I looked through 68 files to get an idea of what's out there, then wrote a quick unpack-based routine and got this:
3M CO, COM, 88579Y101, 478, 6051, SH, , SOLE, , 6051, 0, 0
ABBOTT LABS, COM, 002824100, 402, 8596, SH, , SOLE, , 8596, 0, 0
AFLAC INC, COM, 001055102, 291, 6815, SH, , SOLE, , 6815, 0, 0
ALCATEL-LUCENT, SPONSORED ADR, 013904305, 172, 67524, SH, , SOLE, , 67524, 0, 0
Based on some of the other files here's some thoughts on how to process them:
Some of the files use tabs to separate the columns. Those are trivial to parse and you do not need regex to split the columns. 0001031972-10-000004.txt appears to be that way and looks very similar to your example.
Some of the files use tabs to align the columns, not separate them. You'll need to figure out how to compress multiple tab runs into a single tab, then probably split on tabs to get your columns.
Others use a blank line to separate the rows vertically so you'll need to skip blank lines.

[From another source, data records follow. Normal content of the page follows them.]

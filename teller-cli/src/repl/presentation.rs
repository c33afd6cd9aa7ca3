//! Handoff and tool call presentation for the shell

use super::commands::Verbosity;
use parking_lot::Mutex;
use serde_json::Value;
use std::collections::VecDeque;
use std::sync::Arc;
use teller_core::{AgentEvent, AgentHook, ToolResult, Workflow};

const BOX_WIDTH: usize = 80;

/// Queue for events that need to be printed
pub type EventQueue = Arc<Mutex<VecDeque<AgentEvent>>>;

pub fn new_event_queue() -> EventQueue {
    Arc::new(Mutex::new(VecDeque::new()))
}

/// Hook that queues handoff and tool events for later presentation
///
/// Events are queued rather than printed so nothing is written while the
/// spinner owns the line.
pub struct PresentationHook {
    queue: EventQueue,
}

impl PresentationHook {
    pub fn new(queue: EventQueue) -> Self {
        Self { queue }
    }
}

impl AgentHook for PresentationHook {
    fn on_event(&self, event: &AgentEvent) {
        match event {
            AgentEvent::ToolRequested { .. }
            | AgentEvent::ToolCompleted { .. }
            | AgentEvent::ToolFailed { .. }
            | AgentEvent::Handoff { .. }
            | AgentEvent::HandoffBack { .. } => {
                self.queue.lock().push_back(event.clone());
            }
            _ => {}
        }
    }
}

/// Renders tool inputs and outputs
pub trait ToolFormatter: Send + Sync {
    fn format_tool_input(&self, name: &str, input: &Value) -> Option<String>;

    fn format_tool_output(&self, name: &str, output: &ToolResult) -> Option<String>;
}

impl<W: Workflow + ?Sized> ToolFormatter for W {
    fn format_tool_input(&self, name: &str, input: &Value) -> Option<String> {
        Workflow::format_tool_input(self, name, input)
    }

    fn format_tool_output(&self, name: &str, output: &ToolResult) -> Option<String> {
        Workflow::format_tool_output(self, name, output)
    }
}

/// Formats and prints queued events
pub struct EventPresenter<F: ToolFormatter + ?Sized = dyn Workflow> {
    formatter: Arc<F>,
    verbosity: Arc<Mutex<Verbosity>>,
    queue: EventQueue,
}

impl<F: ToolFormatter + ?Sized> EventPresenter<F> {
    pub fn new(formatter: Arc<F>, verbosity: Arc<Mutex<Verbosity>>, queue: EventQueue) -> Self {
        Self {
            formatter,
            verbosity,
            queue,
        }
    }

    /// Drain and print all queued events
    pub fn flush(&self) {
        let events: Vec<AgentEvent> = self.queue.lock().drain(..).collect();
        for event in &events {
            if let Some(text) = self.render(event) {
                println!("{}", text);
            }
        }
    }

    /// Drop queued events without printing them
    pub fn discard(&self) {
        self.queue.lock().clear();
    }

    fn render(&self, event: &AgentEvent) -> Option<String> {
        let verbosity = *self.verbosity.lock();
        if verbosity == Verbosity::Quiet {
            return None;
        }

        match event {
            AgentEvent::Handoff { to, .. } => Some(dim_text(&format!("→ {}", to))),
            AgentEvent::HandoffBack { from, .. } => {
                (verbosity == Verbosity::Verbose).then(|| dim_text(&format!("← {}", from)))
            }
            AgentEvent::ToolRequested { name, input, .. } => {
                let mut out = tool_header(name);
                let formatted = self
                    .formatter
                    .format_tool_input(name, input)
                    .unwrap_or_else(|| input.to_string());
                for line in formatted.lines() {
                    out.push_str(&format!("\n│  {}", line));
                }
                Some(out)
            }
            AgentEvent::ToolCompleted { name, output, .. } => {
                let mut out = result_separator();
                match verbosity {
                    Verbosity::Verbose => {
                        let formatted = self
                            .formatter
                            .format_tool_output(name, output)
                            .unwrap_or_else(|| output.as_text());
                        if formatted.trim().is_empty() {
                            out.push_str("\n│  \x1b[2m(no output)\x1b[0m");
                        }
                        for line in formatted.lines() {
                            out.push_str(&format!("\n│  {}", line));
                        }
                    }
                    _ => out.push_str("\n│  \x1b[32m✓\x1b[0m"),
                }
                out.push_str(&tool_footer(name));
                Some(out)
            }
            AgentEvent::ToolFailed { name, error, .. } => Some(format!(
                "{}\n│  \x1b[31m{}\x1b[0m{}",
                result_separator(),
                error,
                tool_footer(name)
            )),
            _ => None,
        }
    }
}

fn dim_text(text: &str) -> String {
    format!("\x1b[2m{}\x1b[0m", text)
}

/// `┌─ name ───...───┐`
fn tool_header(name: &str) -> String {
    let prefix = format!("┌─ {} ", name);
    let fill = BOX_WIDTH.saturating_sub(prefix.chars().count() + 1);
    format!("{}{}┐\n│", prefix, "─".repeat(fill))
}

/// `└───...─── name ─┘`
fn tool_footer(name: &str) -> String {
    let suffix = format!(" {} ─┘", name);
    let fill = BOX_WIDTH.saturating_sub(suffix.chars().count() + 1);
    format!("\n│\n└{}{}", "─".repeat(fill), suffix)
}

fn result_separator() -> String {
    "│\n├─ Result\n│".to_string()
}
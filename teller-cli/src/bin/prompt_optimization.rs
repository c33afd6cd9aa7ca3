//! Email and tweet assistants, before and after prompt optimization
//!
//! Run with: cargo run -p teller-cli --bin prompt_optimization

use std::sync::Arc;

use teller_cli::research::{openai_model, prompt_optimization};
use teller_cli::Settings;
use teller_core::{print_conversation, Gpt4oMini, InMemoryStore, LogHook, MultiPromptOptimizer, Store};

#[tokio::main]
async fn main() -> anyhow::Result<()> {
    env_logger::Builder::from_env(env_logger::Env::default().default_filter_or("warn")).init();
    let settings = Settings::load();

    let model = openai_model(&settings, Gpt4oMini)?;
    let store: Arc<dyn Store> = Arc::new(InMemoryStore::new());
    prompt_optimization::seed_instructions(store.as_ref()).await?;

    let app = prompt_optimization::compile(model.clone(), store.clone()).await?;
    app.add_hook(LogHook);
    let optimizer = MultiPromptOptimizer::from_shared(model);

    let report = prompt_optimization::run(&app, &optimizer, store.as_ref()).await?;

    print_conversation(
        "Conversation messages:",
        &report.before,
        "Total number of messages",
    );
    for prompt in &report.prompts {
        println!("\n{}:\n{}", prompt.name, prompt.prompt);
    }
    print_conversation(
        "Optimized conversation messages:",
        &report.after,
        "Total number of messages after optimization",
    );
    Ok(())
}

Others allow wrap columns to the next line (like a spreadsheet would in a column that is not wide enough. It's not too hard to figure out how to deal with that, but how to do it is being left as an exercise for you.
Some use centered column alignment, resulting in leading and trailing whitespace in your data. s/^\s+//; and s/\s+$//; will become your friends.
The most interesting one I saw appeared to have been created correctly, then word-wrapped at column 78, leading me to think some moron loaded their spreadsheet or report into their word processor then saved it. Reading that is a two step process of getting rid of the wrapping carriage-returns, then re-processing the data to parse out the columns. As an added task they also have column headings in the data for page breaks.
You should be able to get 100% of the files parsed, however you'll probably want to do it with a couple different parsing methods because of the use of tabs and blank lines and embedded column headers.
Ah, the fun of processing data from the wilderness.